Amid the flurry of opinions issued today, the Supreme Court also agreed to hear a case that takes on one of the most controversial fair-lending debates around. The case, Mount Holly v. Mt. Holly Gardens Citizens in Action, centers on a question about what constitutes racial discrimination: Does bias have to be intentional to be illegal, or is unequal impact, regardless of intent, enough to show discrimination?

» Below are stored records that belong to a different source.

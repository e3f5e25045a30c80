//! Supervised execution of long-running build processes
//!
//! This module captures stdout and stderr line by line while watching the
//! child for silence. It prints heartbeats while the build is quiet but making
//! progress, warns once per silent period when it looks stuck, and kills the
//! child when the overall timeout is reached.

pub mod progress;
pub mod reporter;
pub mod runner;
pub mod types;
pub mod watchdog;

pub use progress::ArtifactProgress;
pub use reporter::{ProgressReporter, RecordingReporter, StderrReporter};
pub use runner::SupervisedRunner;
pub use types::{StreamSource, WatchEvent, WatchSettings};
pub use watchdog::Watchdog;
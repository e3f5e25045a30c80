use std::path::Path;
use std::time::Duration;

use super::DiagConfig;
use crate::error::{DiagError, DiagResult, ErrorCode};

pub struct ConfigValidator;

impl ConfigValidator {
    /// Reject settings the supervisor cannot run with
    pub fn validate(config: &DiagConfig, source: Option<&Path>) -> DiagResult<()> {
        let invalid = |message: String| {
            DiagError::config(
                ErrorCode::CONFIG_INVALID_VALUE,
                message,
                source.map(Path::to_path_buf),
            )
        };

        if config.cargo.trim().is_empty() {
            return Err(invalid("cargo must name a program".to_string()));
        }

        let watch = &config.watch;
        for (name, value) in [
            ("heartbeat_interval", watch.heartbeat_interval),
            ("stall_timeout", watch.stall_timeout),
            ("overall_timeout", watch.overall_timeout),
        ] {
            if value == Duration::ZERO {
                return Err(invalid(format!("watch.{} must be greater than 0", name)));
            }
        }

        // the heartbeat doubles as the poll interval, so it bounds stall detection
        if watch.heartbeat_interval > watch.stall_timeout {
            return Err(invalid(format!(
                "watch.heartbeat_interval ({}s) must not exceed watch.stall_timeout ({}s)",
                watch.heartbeat_interval.as_secs_f64(),
                watch.stall_timeout.as_secs_f64()
            )));
        }

        Ok(())
    }
}

#[cfg(test)]
mod tests {
    use super::*;

    #[test]
    fn test_defaults_are_valid() {
        assert!(ConfigValidator::validate(&DiagConfig::default(), None).is_ok());
    }

    #[test]
    fn test_zero_heartbeat_rejected() {
        let mut config = DiagConfig::default();
        config.watch.heartbeat_interval = Duration::ZERO;

        let err = ConfigValidator::validate(&config, Some(Path::new("/ws/.cargo-diag.toml")))
            .unwrap_err();
        assert_eq!(err.code(), ErrorCode::CONFIG_INVALID_VALUE);
        assert!(err.to_string().contains("watch.heartbeat_interval must be greater than 0"));
        assert!(err.user_message().contains("/ws/.cargo-diag.toml"));
    }

    #[test]
    fn test_heartbeat_longer_than_stall_rejected() {
        let mut config = DiagConfig::default();
        config.watch.heartbeat_interval = Duration::from_secs(300);

        let err = ConfigValidator::validate(&config, None).unwrap_err();
        assert!(err.to_string().contains("must not exceed watch.stall_timeout"));
    }

    #[test]
    fn test_blank_cargo_rejected() {
        let config = DiagConfig {
            cargo: "  ".to_string(),
            ..DiagConfig::default()
        };
        assert!(ConfigValidator::validate(&config, None).is_err());
    }
}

The case involves housing. Residents in a south New Jersey neighborhood said their town’s plan to demolish their homes had a disparate impact on black and Hispanic residents, which they contend violates the Fair Housing Act. Here’s how our Bloomberg News colleague Greg Stohr explains the context:
“Known as the Gardens, the neighborhood was originally developed to provide homes for returning World War II veterans and their growing families. In more recent years, the Gardens was the only predominantly black and Hispanic area in town, with 75 percent minority residents in 329 residential units.

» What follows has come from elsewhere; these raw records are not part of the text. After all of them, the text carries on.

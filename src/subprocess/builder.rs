use std::collections::HashMap;
use std::path::Path;

use crate::subprocess::ProcessCommand;

pub struct ProcessCommandBuilder {
    command: ProcessCommand,
}

impl ProcessCommandBuilder {
    pub fn new(program: &str) -> Self {
        Self {
            command: ProcessCommand {
                program: program.to_string(),
                args: Vec::new(),
                env: HashMap::new(),
                working_dir: None,
            },
        }
    }

    pub fn arg(mut self, arg: &str) -> Self {
        self.command.args.push(arg.to_string());
        self
    }

    pub fn args<I, S>(mut self, args: I) -> Self
    where
        I: IntoIterator<Item = S>,
        S: AsRef<str>,
    {
        self.command
            .args
            .extend(args.into_iter().map(|s| s.as_ref().to_string()));
        self
    }

    /// Append `arg` only when `enabled` is true
    pub fn arg_if(self, enabled: bool, arg: &str) -> Self {
        if enabled {
            self.arg(arg)
        } else {
            self
        }
    }

    pub fn env(mut self, key: &str, value: &str) -> Self {
        self.command.env.insert(key.to_string(), value.to_string());
        self
    }

    pub fn current_dir(mut self, dir: &Path) -> Self {
        self.command.working_dir = Some(dir.to_path_buf());
        self
    }

    pub fn build(self) -> ProcessCommand {
        self.command
    }
}
//! Destinations for supervisor notifications

use std::sync::Mutex;

use super::types::WatchEvent;

/// Receives heartbeat, stall and timeout notifications as they happen
pub trait ProgressReporter: Send + Sync {
    fn report(&self, event: &WatchEvent);
}

/// Writes notifications to stderr with the tool prefix
pub struct StderrReporter;

impl ProgressReporter for StderrReporter {
    fn report(&self, event: &WatchEvent) {
        match event {
            WatchEvent::Heartbeat { .. } => tracing::debug!("{}", event),
            WatchEvent::Stall { .. } | WatchEvent::Timeout { .. } => tracing::warn!("{}", event),
        }
        eprintln!("[cargo-diag] {}", event);
    }
}

/// Keeps notifications in memory
#[derive(Default)]
pub struct RecordingReporter {
    events: Mutex<Vec<WatchEvent>>,
}

impl RecordingReporter {
    pub fn new() -> Self {
        Self::default()
    }

    pub fn events(&self) -> Vec<WatchEvent> {
        self.events
            .lock()
            .map(|events| events.clone())
            .unwrap_or_default()
    }
}

impl ProgressReporter for RecordingReporter {
    fn report(&self, event: &WatchEvent) {
        if let Ok(mut events) = self.events.lock() {
            events.push(event.clone());
        }
    }
}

“The town began buying homes in the Gardens, in most cases paying between $30,000 and $50,000, until only 70 remained in private hands. The redevelopment effort has since stalled, even as the town has destroyed scores of homes and accumulated $18 million in debt. No new houses have been built, and the remaining structures now form a patchwork amid vacant lots.”
The Obama administration contends that policies with a disparate impact show proof of bias and has been encouraging agencies to crack down when they see it. The Consumer Financial Protection Bureau’s fair-lending office, for example, has told lenders that it will be looking for unequal treatment in a range of credit products, including mortgages, credit cards, and auto loans. Lenders and other businesses don’t like the approach, saying it’s overly burdensome and can lead to some unintended results—such as discrimination against white males.
The Obama administration didn’t want to risk having the Supreme Court shoot down the legal theory, which 11 appeals courts have upheld, so the Solicitor General argued that the justices shouldn’t hear the case. But the administration didn’t get what it wished—and the question of what constitutes bias will be argued before the court next term.